My friend and collaborator Mark Weiner has produced the latest installment in his series of videos on rare law books. “Water, Paper, Law” is an almost poetic meditation, in which “an eighteenth-century Italian legal treatise about water inspires some thoughts about law, rare books, and the passage of time.” I’ve embedded the video below. You can also view it on Weiner’s Worlds of Law blog. When the video appeared on the Environment, Law, and History blog, blogger David Schorr wrote “I’d love to hear more about these works!”. In partial satisfaction, here’s a list of the books that Mark included in the video:
- Battista Aimo, Tractatus singularis de universo alluvionum jure (Jena, 1675). This is the second edition of an influential treatise on the Roman law of alluvion and riparian rights. The first edition (Bologna, 1580) was my introduction to law books with illustrations.
- Bartolo, of Sassoferrato, Consilia cum summariis, quaestiones & trac. bar. et alii tractatus practicabiles & valde quothidiani circa materiam testium (Lyon, 1518). This collection of works by the great medieval jurist Bartolus (1313-1357) include his short treatises on water law (“De fluminibus seu Tyberiadis”) and islands (“De insulis”).

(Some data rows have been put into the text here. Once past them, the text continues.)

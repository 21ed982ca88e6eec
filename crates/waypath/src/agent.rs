//! Reference navigation agent that streams a known polyline.
//!
//! `WaypointAgent` does no pathfinding. A caller (or [`path_to`]) hands it a
//! list of waypoints and it walks them in straight lines, cutting each
//! [`advance`] query short at the next corner so every returned [`Segment`]
//! stays straight. The agent runs one segment ahead of the actor it serves:
//! after `advance` returns, the agent already stands at the segment end.
//!
//! [`path_to`]: NavigationProvider::path_to
//! [`advance`]: NavigationProvider::advance

use std::collections::VecDeque;
use std::time::Duration;

use glam::Vec3;
use tracing::trace;

use crate::{Bounds, NavigationProvider, Segment};

/// Straight-line agent over a queue of waypoints, confined to [`Bounds`].
///
/// # Example
///
/// ```
/// use std::time::Duration;
/// use glam::Vec3;
/// use waypath::{Bounds, NavigationProvider, WaypointAgent};
///
/// let mut agent = WaypointAgent::new(Vec3::ZERO).with_bounds(Bounds::new(20.0, 20.0, 20.0));
///
/// // Outside the walkable volume
/// assert!(!agent.path_to(Vec3::new(50.0, 0.0, 0.0)));
///
/// assert!(agent.path_to(Vec3::new(1.0, 0.0, 0.0)));
/// let segment = agent.advance(Duration::from_secs(1), 5.0).unwrap();
/// assert_eq!(segment.end, Vec3::new(1.0, 0.0, 0.0));
/// assert!(agent.advance(Duration::from_secs(1), 5.0).is_none());
/// ```
#[derive(Debug, Clone, PartialEq)]
pub struct WaypointAgent {
    position: Vec3,
    waypoints: VecDeque<Vec3>,
    bounds: Bounds,
}

impl WaypointAgent {
    /// Create an idle agent at `position` with unbounded walkable space.
    #[must_use]
    pub fn new(position: Vec3) -> Self {
        Self {
            position,
            waypoints: VecDeque::new(),
            bounds: Bounds::unbounded(),
        }
    }

    /// Confine the agent to `bounds`. The current position is clamped.
    #[must_use]
    pub fn with_bounds(mut self, bounds: Bounds) -> Self {
        self.bounds = bounds;
        self.position = bounds.clamp(self.position);
        self
    }

    /// Replace the current path with an explicit polyline.
    ///
    /// Returns `false` (and leaves the old path untouched) if any waypoint
    /// lies outside the bounds.
    pub fn set_path<I>(&mut self, waypoints: I) -> bool
    where
        I: IntoIterator<Item = Vec3>,
    {
        let waypoints: VecDeque<Vec3> = waypoints.into_iter().collect();
        if let Some(outside) = waypoints.iter().find(|p| !self.bounds.contains(**p)) {
            trace!(?outside, "waypoint outside walkable bounds");
            return false;
        }
        self.waypoints = waypoints;
        true
    }

    /// Drop the remaining path.
    pub fn clear_path(&mut self) {
        self.waypoints.clear();
    }

    /// Waypoints not yet reached, nearest first.
    #[must_use]
    pub fn remaining_waypoints(&self) -> &VecDeque<Vec3> {
        &self.waypoints
    }

    /// The walkable volume.
    #[must_use]
    pub fn bounds(&self) -> Bounds {
        self.bounds
    }
}

impl NavigationProvider for WaypointAgent {
    fn update_position(&mut self, position: Vec3) {
        self.position = self.bounds.clamp(position);
    }

    fn agent_position(&self) -> Vec3 {
        self.position
    }

    fn advance(&mut self, lookahead: Duration, speed: f32) -> Option<Segment> {
        while self.waypoints.front() == Some(&self.position) {
            self.waypoints.pop_front();
        }
        let next = *self.waypoints.front()?;

        let travel = speed.max(0.0) * lookahead.as_secs_f32();
        let offset = next - self.position;
        let remaining_squared = offset.length_squared();

        let end = if remaining_squared <= travel * travel {
            self.waypoints.pop_front();
            next
        } else {
            self.position + offset * (travel / remaining_squared.sqrt())
        };

        let segment = Segment::new(self.position, end);
        self.position = end;
        Some(segment)
    }

    fn fly_advance(&mut self, from: Vec3, to: Vec3, speed: f32, delta: f32) -> (Vec3, bool) {
        let to = self.bounds.clamp(to);
        let step = speed.max(0.0) * delta;
        let offset = to - from;

        if offset.length_squared() <= step * step {
            self.position = to;
            return (to, true);
        }

        let next = self.bounds.clamp(from + offset.normalize() * step);
        self.position = next;
        (next, false)
    }

    fn path_to(&mut self, target: Vec3) -> bool {
        if !target.is_finite() || !self.bounds.contains(target) {
            trace!(?target, "path target not walkable");
            return false;
        }
        self.waypoints.clear();
        self.waypoints.push_back(target);
        true
    }

    fn path_away_from(&mut self, from: Vec3, distance: f32) -> bool {
        let away = (self.position - from).try_normalize().unwrap_or(Vec3::X);
        let goal = self.bounds.clamp(self.position + away * distance);

        if goal.distance_squared(from) < distance * distance {
            trace!(?from, distance, "no room to retreat");
            return false;
        }
        self.waypoints.clear();
        self.waypoints.push_back(goal);
        true
    }
}

#[cfg(test)]
mod tests {
    use super::*;

    const TICK: Duration = Duration::from_millis(150);

    #[test]
    fn advance_without_path_is_none() {
        let mut agent = WaypointAgent::new(Vec3::ZERO);
        assert!(agent.advance(TICK, 1.0).is_none());
    }

    #[test]
    fn advance_moves_agent_to_segment_end() {
        let mut agent = WaypointAgent::new(Vec3::ZERO);
        agent.path_to(Vec3::new(10.0, 0.0, 0.0));

        let segment = agent.advance(Duration::from_secs(1), 2.0).unwrap();
        assert_eq!(segment.start, Vec3::ZERO);
        assert!((segment.end - Vec3::new(2.0, 0.0, 0.0)).length() < 1e-5);
        assert_eq!(agent.agent_position(), segment.end);
    }

    #[test]
    fn advance_stops_at_corners() {
        let mut agent = WaypointAgent::new(Vec3::ZERO);
        assert!(agent.set_path([Vec3::new(1.0, 0.0, 0.0), Vec3::new(1.0, 5.0, 0.0)]));

        let first = agent.advance(Duration::from_secs(1), 3.0).unwrap();
        assert_eq!(first.end, Vec3::new(1.0, 0.0, 0.0));

        let second = agent.advance(Duration::from_secs(1), 3.0).unwrap();
        assert_eq!(second.start, Vec3::new(1.0, 0.0, 0.0));
        assert!((second.end - Vec3::new(1.0, 3.0, 0.0)).length() < 1e-5);
        assert_eq!(agent.remaining_waypoints().len(), 1);
    }

    #[test]
    fn zero_speed_yields_degenerate_segment() {
        let mut agent = WaypointAgent::new(Vec3::ZERO);
        agent.path_to(Vec3::new(10.0, 0.0, 0.0));
        let segment = agent.advance(TICK, 0.0).unwrap();
        assert!(segment.is_degenerate());
    }

    #[test]
    fn path_to_rejects_targets_outside_bounds() {
        let mut agent = WaypointAgent::new(Vec3::ZERO).with_bounds(Bounds::new(10.0, 10.0, 10.0));
        assert!(!agent.path_to(Vec3::new(6.0, 0.0, 0.0)));
        assert!(!agent.path_to(Vec3::new(f32::NAN, 0.0, 0.0)));
        assert!(agent.path_to(Vec3::new(4.0, 0.0, 0.0)));
    }

    #[test]
    fn set_path_rejects_outside_waypoints_and_keeps_old_path() {
        let mut agent = WaypointAgent::new(Vec3::ZERO).with_bounds(Bounds::new(10.0, 10.0, 10.0));
        agent.path_to(Vec3::new(1.0, 0.0, 0.0));
        assert!(!agent.set_path([Vec3::new(2.0, 0.0, 0.0), Vec3::new(9.0, 0.0, 0.0)]));
        assert_eq!(agent.remaining_waypoints().len(), 1);
    }

    #[test]
    fn path_away_from_heads_away() {
        let mut agent = WaypointAgent::new(Vec3::new(1.0, 0.0, 0.0));
        assert!(agent.path_away_from(Vec3::ZERO, 5.0));
        let goal = agent.remaining_waypoints()[0];
        assert!(goal.x > 5.0);
        assert!(goal.distance(Vec3::ZERO) >= 5.0);
    }

    #[test]
    fn path_away_from_fails_when_cornered() {
        let mut agent = WaypointAgent::new(Vec3::new(4.0, 0.0, 0.0))
            .with_bounds(Bounds::new(10.0, 10.0, 10.0));
        assert!(!agent.path_away_from(Vec3::new(3.0, 0.0, 0.0), 8.0));
    }

    #[test]
    fn update_position_clamps() {
        let mut agent = WaypointAgent::new(Vec3::ZERO).with_bounds(Bounds::new(10.0, 10.0, 10.0));
        agent.update_position(Vec3::new(100.0, 0.0, 0.0));
        assert_eq!(agent.agent_position(), Vec3::new(5.0, 0.0, 0.0));
    }

    #[test]
    fn fly_advance_reaches_target() {
        let mut agent = WaypointAgent::new(Vec3::ZERO);
        let target = Vec3::new(0.0, 3.0, 4.0);

        let (pos, reached) = agent.fly_advance(Vec3::ZERO, target, 10.0, 0.1);
        assert!(!reached);
        assert!((pos.length() - 1.0).abs() < 1e-5);

        let (pos, reached) = agent.fly_advance(pos, target, 100.0, 0.1);
        assert!(reached);
        assert_eq!(pos, target);
        assert_eq!(agent.agent_position(), target);
    }

    mod proptests {
        use super::*;
        use proptest::prelude::*;

        proptest! {
            #[test]
            fn segments_never_exceed_lookahead_travel(
                x in -50.0f32..50.0,
                y in -50.0f32..50.0,
                speed in 0.1f32..20.0,
            ) {
                let mut agent = WaypointAgent::new(Vec3::ZERO);
                agent.path_to(Vec3::new(x, y, 0.0));
                let travel = speed * TICK.as_secs_f32();
                while let Some(segment) = agent.advance(TICK, speed) {
                    prop_assert!(segment.length() <= travel + 1e-3);
                    if segment.is_degenerate() {
                        break;
                    }
                }
            }
        }
    }
}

- Giuseppe Carmagnola, Trattato delle alluvioni: diviso in ragionamenti teorico-pratici sopra l’origine, il diritto, e la divisione degli incrementi fluviali (Turin, 1793). This is a treatise on Roman and local laws relating to alluvion, riparian rights, flood control, mills and dams. The last plate is a 5-foot long, narrow folded map of the river Po.
- Johannes Deneken, Neu-vermehrtes Dorff- und Land-Recht (2 vols.; Frankfurt & Leipzig, 1719-1723). A treatise on German agricultural laws.
- Gelderland (Netherlands), Water-recht waar nae een yder in het Furstendom Gelre en Graafschap Zutphen, sich voortaen zal hebben te reguleren (Arnhem, 1715). “First edition of an official publication of the provincial States assembly of Gelderland standardizing water rights in the province, including rights to shifting land and to property that washes ashore, rights of transport, rights to build jetties or groynes, rules for surveying waterways, etc. It includes eight folding river and riverbank maps drawn for the occasion by Isaack van Heuvel (ca. 1675?-1745) of Zutphen, surveyor to the province of Gelderland, and engraved by Mattheus Berkenboom (d. ca. 1715) in Nijmegen.” (Antiquariaat Forum, July 2013)
- Jacob Schuback, Commentarius de iure littoris; Vom strand-rechte (Hamburg, 1751). German maritime law and salvage.